→ RECORDS FOR THE TASK
use axum::{
    middleware,
    routing::{get, put},
    Router,
};
use domain::services::{
    ComplexStore, ComplexWorkflow, LocationStore, TracingOperationLog, UserStore, UserWorkflow,
};
use persistence::repositories::{ComplexRepository, LocationRepository, UserRepository};
use persistence::InMemoryStore;
use sqlx::PgPool;
use std::sync::Arc;
use std::time::Duration;
use tower_http::{
    compression::CompressionLayer,
    cors::{AllowOrigin, Any, CorsLayer},
    timeout::TimeoutLayer,
    trace::TraceLayer,
};

use crate::config::Config;
use crate::middleware::{metrics_handler, metrics_middleware, trace_id};
use crate::routes::{complexes, health, users};

/// Backing storage selected at startup.
pub enum Storage {
    Postgres(PgPool),
    Memory(Arc<InMemoryStore>),
}

struct Stores {
    users: Arc<dyn UserStore>,
    complexes: Arc<dyn ComplexStore>,
    locations: Arc<dyn LocationStore>,
}

#[derive(Clone)]
pub struct AppState {
    pub config: Arc<Config>,
    /// Present only for the postgres backend; used by the health probes.
    pub pool: Option<PgPool>,
    pub users: Arc<UserWorkflow>,
    pub complexes: Arc<ComplexWorkflow>,
}

impl AppState {
    pub fn new(config: Config, storage: Storage) -> Self {
        let (stores, pool) = match storage {
            Storage::Postgres(pool) => (
                Stores {
                    users: Arc::new(UserRepository::new(pool.clone())),
                    complexes: Arc::new(ComplexRepository::new(pool.clone())),
                    locations: Arc::new(LocationRepository::new(pool.clone())),
                },
                Some(pool),
            ),
            Storage::Memory(store) => (
                Stores {
                    users: store.clone(),
                    complexes: store.clone(),
                    locations: store,
                },
                None,
            ),
        };

        Self {
            config: Arc::new(config),
            pool,
            users: Arc::new(UserWorkflow::new(
                stores.users,
                Arc::new(TracingOperationLog::new("users")),
            )),
            complexes: Arc::new(ComplexWorkflow::new(
                stores.complexes,
                stores.locations,
                Arc::new(TracingOperationLog::new("complexes")),
            )),
        }
    }
}

pub fn create_app(state: AppState) -> Router {
    let config = state.config.clone();

    let cors = if config.security.cors_origins.is_empty() {
        // Default: allow any origin (for development)
        CorsLayer::new()
            .allow_origin(Any)
            .allow_methods(Any)
            .allow_headers(Any)
    } else {
        let origins: Vec<_> = config
            .security
            .cors_origins
            .iter()
            .filter_map(|o| o.parse().ok())
            .collect();
        CorsLayer::new()
            .allow_origin(AllowOrigin::list(origins))
            .allow_methods(Any)
            .allow_headers(Any)
    };

    let api_routes = Router::new()
        .route(
            "/api/v1/users",
            get(users::list_users).post(users::create_user),
        )
        .route("/api/v1/users/:id", put(users::update_user))
        .route(
            "/api/v1/complexes",
            get(complexes::list_complexes).post(complexes::create_complex),
        )
        .route(
            "/api/v1/complexes/:id",
            put(complexes::update_complex).delete(complexes::delete_complex),
        );

    let public_routes = Router::new()
        .route("/api/health", get(health::health_check))
        .route("/api/health/ready", get(health::ready))
        .route("/api/health/live", get(health::live))
        .route("/metrics", get(metrics_handler));

    Router::new()
        .merge(public_routes)
        .merge(api_routes)
        // Global middleware (order matters: bottom layers run first)
        .layer(CompressionLayer::new())
        .layer(TimeoutLayer::new(Duration::from_secs(
            config.server.request_timeout_secs,
        )))
        .layer(middleware::from_fn(metrics_middleware))
        .layer(TraceLayer::new_for_http())
        .layer(middleware::from_fn(trace_id))
        .layer(cors)
        .with_state(state)
}
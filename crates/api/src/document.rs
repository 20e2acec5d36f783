//! Response envelope shared by every JSON endpoint.

use serde::Serialize;

/// `{ "data": ..., "messages": [...], "errors": [...] }`
#[derive(Debug, Serialize)]
pub struct ApiDocument<T> {
    pub data: Option<T>,
    pub messages: Vec<ApiMessage>,
    pub errors: Vec<ErrorObject>,
}

/// Informational note attached to a document.
#[derive(Debug, Clone, PartialEq, Eq, Serialize)]
pub struct ApiMessage {
    pub code: u16,
    pub detail: String,
}

/// One error entry. `code` is the HTTP status of the response.
#[derive(Debug, Clone, PartialEq, Eq, Serialize)]
pub struct ErrorObject {
    pub code: u16,
    pub title: String,
    pub detail: String,
}

impl<T> ApiDocument<T> {
    pub fn data(data: T) -> Self {
        Self {
            data: Some(data),
            messages: Vec::new(),
            errors: Vec::new(),
        }
    }

    pub fn failure(errors: Vec<ErrorObject>) -> Self {
        Self {
            data: None,
            messages: Vec::new(),
            errors,
        }
    }

    pub fn with_message(mut self, code: u16, detail: impl Into<String>) -> Self {
        self.messages.push(ApiMessage {
            code,
            detail: detail.into(),
        });
        self
    }
}

#[cfg(test)]
mod tests {
    use super::*;
    use serde_json::json;

    #[test]
    fn test_data_document_shape() {
        let value = serde_json::to_value(ApiDocument::data(vec![1, 2])).unwrap();
        assert_eq!(value, json!({ "data": [1, 2], "messages": [], "errors": [] }));
    }

    #[test]
    fn test_failure_document_has_null_data() {
        let document = ApiDocument::<()>::failure(vec![ErrorObject {
            code: 404,
            title: "User not found.".to_string(),
            detail: "User not found in the database.".to_string(),
        }]);
        let value = serde_json::to_value(document).unwrap();
        assert!(value["data"].is_null());
        assert_eq!(value["errors"][0]["code"], 404);
        assert_eq!(value["errors"][0]["title"], "User not found.");
    }

    #[test]
    fn test_with_message() {
        let document = ApiDocument::data(true).with_message(200, "Complex deleted.");
        assert_eq!(
            document.messages,
            vec![ApiMessage {
                code: 200,
                detail: "Complex deleted.".to_string()
            }]
        );
    }
}
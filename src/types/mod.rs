//! Core types for the ticket embedder.

mod config;
mod ticket;

pub use config::SeederConfig;
pub use ticket::{
    format_embedding, parse_embedding, truncate, EnrichedTicket, TicketRecord, DATASET_HEADER,
};
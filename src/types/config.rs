//! Configuration for the embedding seeder.

use std::path::PathBuf;
use std::time::Duration;

use serde::{Deserialize, Serialize};

use crate::{
    DEFAULT_EMBEDDING_DIMENSION, DEFAULT_EMBEDDING_MODEL, DEFAULT_LOCATION, DEFAULT_OUTPUT_DIR,
    DEFAULT_OUTPUT_FILE, DEFAULT_REQUEST_DELAY_MS, DEFAULT_REQUEST_TIMEOUT_SECS,
};

/// Global seeder configuration.
#[derive(Debug, Clone, Serialize, Deserialize)]
pub struct SeederConfig {
    /// Cloud project hosting the embedding model
    pub project_id: Option<String>,

    /// Region of the embedding endpoint
    pub location: String,

    /// Embedding model identifier
    pub embedding_model: String,

    /// Output dimension requested from the model, and size of the
    /// zero-vector sentinel
    pub embedding_dimension: usize,

    /// Directory the dataset is written into
    pub output_dir: PathBuf,

    /// File name of the dataset
    pub output_file: String,

    /// Pause after each embedding call, in milliseconds
    pub request_delay_ms: u64,

    /// HTTP timeout per embedding call, in seconds
    pub request_timeout_secs: u64,

    /// Replacement for the predict URL base (proxies, local testing)
    pub endpoint_override: Option<String>,

    /// Bearer token for the embedding endpoint
    #[serde(skip_serializing)]
    pub access_token: Option<String>,
}

impl Default for SeederConfig {
    fn default() -> Self {
        Self {
            project_id: None,
            location: DEFAULT_LOCATION.to_string(),
            embedding_model: DEFAULT_EMBEDDING_MODEL.to_string(),
            embedding_dimension: DEFAULT_EMBEDDING_DIMENSION,
            output_dir: PathBuf::from(DEFAULT_OUTPUT_DIR),
            output_file: DEFAULT_OUTPUT_FILE.to_string(),
            request_delay_ms: DEFAULT_REQUEST_DELAY_MS,
            request_timeout_secs: DEFAULT_REQUEST_TIMEOUT_SECS,
            endpoint_override: None,
            access_token: None,
        }
    }
}

impl SeederConfig {
    /// Load configuration from environment variables.
    pub fn from_env() -> Self {
        Self::from_lookup(|key| std::env::var(key).ok())
    }

    /// Build configuration from an arbitrary key lookup.
    ///
    /// Empty values count as unset; unparseable numbers fall back to
    /// their defaults.
    pub fn from_lookup<F>(lookup: F) -> Self
    where
        F: Fn(&str) -> Option<String>,
    {
        let get = |key: &str| lookup(key).filter(|v| !v.trim().is_empty());

        Self {
            project_id: get("GOOGLE_CLOUD_PROJECT"),
            location: get("GOOGLE_CLOUD_LOCATION")
                .unwrap_or_else(|| DEFAULT_LOCATION.to_string()),
            embedding_model: get("EMBEDDING_MODEL")
                .unwrap_or_else(|| DEFAULT_EMBEDDING_MODEL.to_string()),
            embedding_dimension: get("EMBEDDING_DIMENSION")
                .and_then(|s| s.parse().ok())
                .filter(|d| *d > 0)
                .unwrap_or(DEFAULT_EMBEDDING_DIMENSION),
            output_dir: get("OUTPUT_DIR")
                .map(PathBuf::from)
                .unwrap_or_else(|| PathBuf::from(DEFAULT_OUTPUT_DIR)),
            output_file: get("OUTPUT_FILE").unwrap_or_else(|| DEFAULT_OUTPUT_FILE.to_string()),
            request_delay_ms: get("REQUEST_DELAY_MS")
                .and_then(|s| s.parse().ok())
                .unwrap_or(DEFAULT_REQUEST_DELAY_MS),
            request_timeout_secs: get("REQUEST_TIMEOUT_SECS")
                .and_then(|s| s.parse().ok())
                .unwrap_or(DEFAULT_REQUEST_TIMEOUT_SECS),
            endpoint_override: get("VERTEX_ENDPOINT"),
            access_token: get("GOOGLE_ACCESS_TOKEN"),
        }
    }

    /// Full path of the output dataset.
    pub fn output_path(&self) -> PathBuf {
        self.output_dir.join(&self.output_file)
    }

    /// Pause after each embedding call.
    pub fn request_delay(&self) -> Duration {
        Duration::from_millis(self.request_delay_ms)
    }

    /// HTTP timeout per embedding call.
    pub fn request_timeout(&self) -> Duration {
        Duration::from_secs(self.request_timeout_secs)
    }
}

#[cfg(test)]
mod tests {
    use super::*;
    use std::collections::HashMap;

    fn lookup(pairs: &[(&str, &str)]) -> impl Fn(&str) -> Option<String> {
        let map: HashMap<String, String> = pairs
            .iter()
            .map(|(k, v)| (k.to_string(), v.to_string()))
            .collect();
        move |key: &str| map.get(key).cloned()
    }

    #[test]
    fn test_defaults() {
        let config = SeederConfig::from_lookup(lookup(&[]));
        assert_eq!(config.project_id, None);
        assert_eq!(config.location, "us-central1");
        assert_eq!(config.embedding_model, "text-embedding-004");
        assert_eq!(config.embedding_dimension, 768);
        assert_eq!(config.output_path(), PathBuf::from("data").join("resolved_tickets.csv"));
        assert_eq!(config.request_delay(), Duration::from_secs(1));
        assert_eq!(config.request_timeout(), Duration::from_secs(30));
    }

    #[test]
    fn test_overrides() {
        let config = SeederConfig::from_lookup(lookup(&[
            ("GOOGLE_CLOUD_PROJECT", "agora-dev"),
            ("GOOGLE_CLOUD_LOCATION", "europe-west4"),
            ("EMBEDDING_DIMENSION", "256"),
            ("OUTPUT_DIR", "/tmp/out"),
            ("REQUEST_DELAY_MS", "0"),
            ("VERTEX_ENDPOINT", "http://127.0.0.1:9000"),
        ]));
        assert_eq!(config.project_id.as_deref(), Some("agora-dev"));
        assert_eq!(config.location, "europe-west4");
        assert_eq!(config.embedding_dimension, 256);
        assert_eq!(config.output_dir, PathBuf::from("/tmp/out"));
        assert_eq!(config.request_delay(), Duration::ZERO);
        assert_eq!(config.endpoint_override.as_deref(), Some("http://127.0.0.1:9000"));
    }

    #[test]
    fn test_bad_numbers_fall_back() {
        let config = SeederConfig::from_lookup(lookup(&[
            ("EMBEDDING_DIMENSION", "0"),
            ("REQUEST_DELAY_MS", "soon"),
            ("GOOGLE_CLOUD_PROJECT", "  "),
        ]));
        assert_eq!(config.embedding_dimension, 768);
        assert_eq!(config.request_delay_ms, 1000);
        assert_eq!(config.project_id, None);
    }
}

→ WHAT IS NEEDED
Return the number of lines in the records holding the string "AllowOrigin", without any other words.

→ TASK RESPONSE
2